Take the material below and output exactly the run of lines from the one containing "fn on_review_requested(&self, _notice: &ReviewNotice)" down to the one containing "impl From<TaskTypeArg> for", with both included.

- - - - - - -

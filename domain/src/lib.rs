//! Domain layer for wallbounce
//!
//! This crate contains the core rules of the consensus engine as plain
//! types and pure functions. It has no dependencies on infrastructure,
//! async runtimes or presentation concerns; time is always passed in.
//!
//! # Core Concepts
//!
//! ## Wall-bounce
//!
//! One request is "bounced" off several independent providers. Each round
//! of responses is scored for agreement and confidence; when the quality
//! gate is not met, more providers are added until it is, or until nothing
//! is left to ask.
//!
//! ## Admission
//!
//! Every synthesized result is risk-assessed and run through an approval
//! policy. Each state change is recorded as an immutable audit entry.
//!
//! ## Rollout
//!
//! Traffic reaches the engine in configured percentage steps, and is pulled
//! back to a safe floor as soon as live error rate or latency breaches its
//! threshold.

pub mod admission;
pub mod cache;
pub mod config;
pub mod consensus;
pub mod core;
pub mod provider;
pub mod rollout;
pub mod util;

// Re-export commonly used types
pub use admission::{
    AdmissionState, AdmissionTrail, ApprovalDecision, ApprovalPolicy, ApprovalStatus, AuditEntry,
    AuditId, PolicyAction, PolicyVerdict, RiskAssessment, RiskLevel, assess_risk,
};
pub use cache::{CacheEntry, Fingerprint};
pub use config::{ConfigIssue, ConfigIssueCode, Severity};
pub use consensus::{
    ConsensusResult, ConsensusTag, QualityGate, SimilarityMetric, Strategy, SynthesisParams,
    TermFrequencyCosine, WeightedResponse, synthesize,
};
pub use core::{
    error::DomainError,
    request::{AnalysisRequest, ExecutionOptions, RequestId, SensitiveOperation},
    task::{ProviderQuota, TaskProfile, TaskProfiles, TaskType},
};
pub use provider::{
    CircuitBreaker, CircuitPermit, CircuitPolicy, CircuitState, ProbeFailurePolicy,
    ProviderDescriptor, ProviderId, ProviderResponse, ResponseStatus, TokenUsage,
};
pub use rollout::{
    MetricsWindow, RequestSample, RollbackFloor, RolloutMachine, RolloutPhase, RolloutPlan,
    RolloutState, RolloutTransition, WindowStats,
};
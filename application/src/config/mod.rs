//! Application-level configuration.
//!
//! [`EngineConfig`] is the single, versioned configuration value injected
//! into every component constructor. Nothing reads configuration from a
//! global; changing a threshold means building a new `EngineConfig`.

pub mod engine_config;

pub use engine_config::{
    AdmissionParams, CacheParams, ConsensusParams, DispatchParams, EngineConfig, ReviewMode,
};
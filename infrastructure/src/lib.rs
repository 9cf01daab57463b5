//! Infrastructure layer for wallbounce
//!
//! This crate contains adapters that implement the ports defined
//! in the application layer, including configuration file loading.

pub mod audit;
pub mod cache;
pub mod config;
pub mod metrics;
pub mod providers;
pub mod reviewer;

// Re-export commonly used types
pub use audit::JsonlAuditLog;
pub use cache::InMemoryResultCache;
pub use config::{ConfigLoader, FileConfig, FileProviderConfig, ProviderKind};
pub use metrics::InMemoryMetrics;
#[cfg(feature = "http-providers")]
pub use providers::HttpProvider;
pub use providers::{CommandProvider, ProviderBuildError, ProviderRegistry};
pub use reviewer::{ChannelApprovalReviewer, ReviewTicket};
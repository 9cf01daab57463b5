//! Progress notification port
//!
//! Defines the interface for reporting progress while a request is bounced
//! between providers.

use crate::ports::approval_reviewer::ReviewNotice;
use wallbounce_domain::{ConsensusResult, ProviderId};

/// Callback for progress updates during one request
///
/// Implementations live in the outer layers and can display progress in
/// various ways (stderr lines, structured events, ...).
pub trait ProgressNotifier: Send + Sync {
    /// Called when a dispatch round starts
    fn on_round_start(&self, round: u32, providers: &[ProviderId]);

    /// Called when one provider of the round has finished
    fn on_provider_complete(&self, round: u32, provider: &ProviderId, success: bool);

    /// Called after synthesis; `None` when the round produced too few answers
    fn on_round_complete(&self, round: u32, result: Option<&ConsensusResult>);

    /// Called when a result is parked for human review
    fn on_review_requested(&self, _notice: &ReviewNotice) {}

    /// Called when a cached result is served
    fn on_cache_hit(&self) {}
}

/// No-op progress notifier for when progress reporting is not needed
pub struct NoProgress;

impl ProgressNotifier for NoProgress {
    fn on_round_start(&self, _round: u32, _providers: &[ProviderId]) {}
    fn on_provider_complete(&self, _round: u32, _provider: &ProviderId, _success: bool) {}
    fn on_round_complete(&self, _round: u32, _result: Option<&ConsensusResult>) {}
}
//! CLI command definitions

use clap::{Parser, ValueEnum};
use std::path::PathBuf;
use wallbounce_domain::TaskType;

/// Output format for analysis results
#[derive(Debug, Clone, Copy, PartialEq, Eq, ValueEnum)]
pub enum OutputFormat {
    /// Human-readable answer with approval details
    Text,
    /// Full response as JSON
    Json,
}

/// Who decides results that need review
#[derive(Debug, Clone, Copy, PartialEq, Eq, ValueEnum)]
pub enum ReviewerKind {
    /// Approve every result that needs review
    AutoApprove,
    /// Deny every result that needs review
    AutoDeny,
    /// Ask on the terminal
    Interactive,
}

#[derive(Debug, Clone, Copy, PartialEq, Eq, ValueEnum)]
pub enum TaskTypeArg {
    Basic,
    Premium,
    Critical,
}

impl From<TaskTypeArg> for TaskType {
    fn from(arg: TaskTypeArg) -> Self {
        match arg {
            TaskTypeArg::Basic => TaskType::Basic,
            TaskTypeArg::Premium => TaskType::Premium,
            TaskTypeArg::Critical => TaskType::Critical,
        }
    }
}

/// CLI arguments for wallbounce
#[derive(Parser, Debug)]
#[command(name = "wallbounce")]
#[command(author, version, about = "Bounce a question off several AI providers and gate the consensus")]
#[command(long_about = r#"
wallbounce sends one prompt to several independent providers, scores how
much they agree, and adds providers until the answer clears the configured
quality gate. The synthesized answer is then risk-assessed and approved,
sent to review, or denied; every step is written to the audit trail.

Configuration files are loaded from (in priority order):
1. WALLBOUNCE_* environment variables
2. --config <path>       Explicit config file
3. ./wallbounce.toml     Project-level config
4. ~/.config/wallbounce/config.toml   Global config

Example:
  wallbounce "Why does this query need a sequential scan?"
  wallbounce --task-type premium --sensitive production-change "Plan the failover"
  wallbounce --sequential --output json "Review this migration"
"#)]
pub struct Cli {
    /// The prompt to analyze
    pub prompt: Option<String>,

    /// Task type: sets how many providers must agree
    #[arg(short, long, value_enum, default_value = "basic")]
    pub task_type: TaskTypeArg,

    /// Chain providers, each seeing the previous answer
    #[arg(long)]
    pub sequential: bool,

    /// Session id; keeps rollout routing stable across requests
    #[arg(long, value_name = "ID")]
    pub session: Option<String>,

    /// Upper bound on generated tokens per provider
    #[arg(long, value_name = "N")]
    pub max_tokens: Option<u32>,

    /// Sampling temperature
    #[arg(long, value_name = "T")]
    pub temperature: Option<f32>,

    /// Sensitive operation the answer will drive (can be specified multiple times)
    #[arg(long, value_name = "MARKER")]
    pub sensitive: Vec<String>,

    /// Reviewer for results that need approval
    #[arg(long, value_enum, default_value = "interactive")]
    pub review: ReviewerKind,

    /// Route this request through the engine whatever the rollout percentage
    #[arg(long)]
    pub full_traffic: bool,

    /// Output format
    #[arg(short, long, value_enum, default_value = "text")]
    pub output: OutputFormat,

    /// Verbosity level (-v = info, -vv = debug, -vvv = trace)
    #[arg(short, long, action = clap::ArgAction::Count)]
    pub verbose: u8,

    /// Suppress progress indicators
    #[arg(short, long)]
    pub quiet: bool,

    /// Path to configuration file
    #[arg(long, value_name = "PATH")]
    pub config: Option<PathBuf>,

    /// Disable loading of configuration files
    #[arg(long)]
    pub no_config: bool,

    /// Show configuration file locations and exit
    #[arg(long)]
    pub show_config: bool,

    /// Health-check every configured provider and exit
    #[arg(long)]
    pub check_providers: bool,

    /// Also write diagnostic logs to a daily rolling file in this directory
    #[arg(long, value_name = "DIR")]
    pub log_dir: Option<PathBuf>,
}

- - - - - - -

Finished exercise:
    fn on_review_requested(&self, _notice: &ReviewNotice) {}

    /// Called when a cached result is served
    fn on_cache_hit(&self) {}
}

/// No-op progress notifier for when progress reporting is not needed
pub struct NoProgress;

impl ProgressNotifier for NoProgress {
    fn on_round_start(&self, _round: u32, _providers: &[ProviderId]) {}
    fn on_provider_complete(&self, _round: u32, _provider: &ProviderId, _success: bool) {}
    fn on_round_complete(&self, _round: u32, _result: Option<&ConsensusResult>) {}
}
//! CLI command definitions

use clap::{Parser, ValueEnum};
use std::path::PathBuf;
use wallbounce_domain::TaskType;

/// Output format for analysis results
#[derive(Debug, Clone, Copy, PartialEq, Eq, ValueEnum)]
pub enum OutputFormat {
    /// Human-readable answer with approval details
    Text,
    /// Full response as JSON
    Json,
}

/// Who decides results that need review
#[derive(Debug, Clone, Copy, PartialEq, Eq, ValueEnum)]
pub enum ReviewerKind {
    /// Approve every result that needs review
    AutoApprove,
    /// Deny every result that needs review
    AutoDeny,
    /// Ask on the terminal
    Interactive,
}

#[derive(Debug, Clone, Copy, PartialEq, Eq, ValueEnum)]
pub enum TaskTypeArg {
    Basic,
    Premium,
    Critical,
}

impl From<TaskTypeArg> for TaskType {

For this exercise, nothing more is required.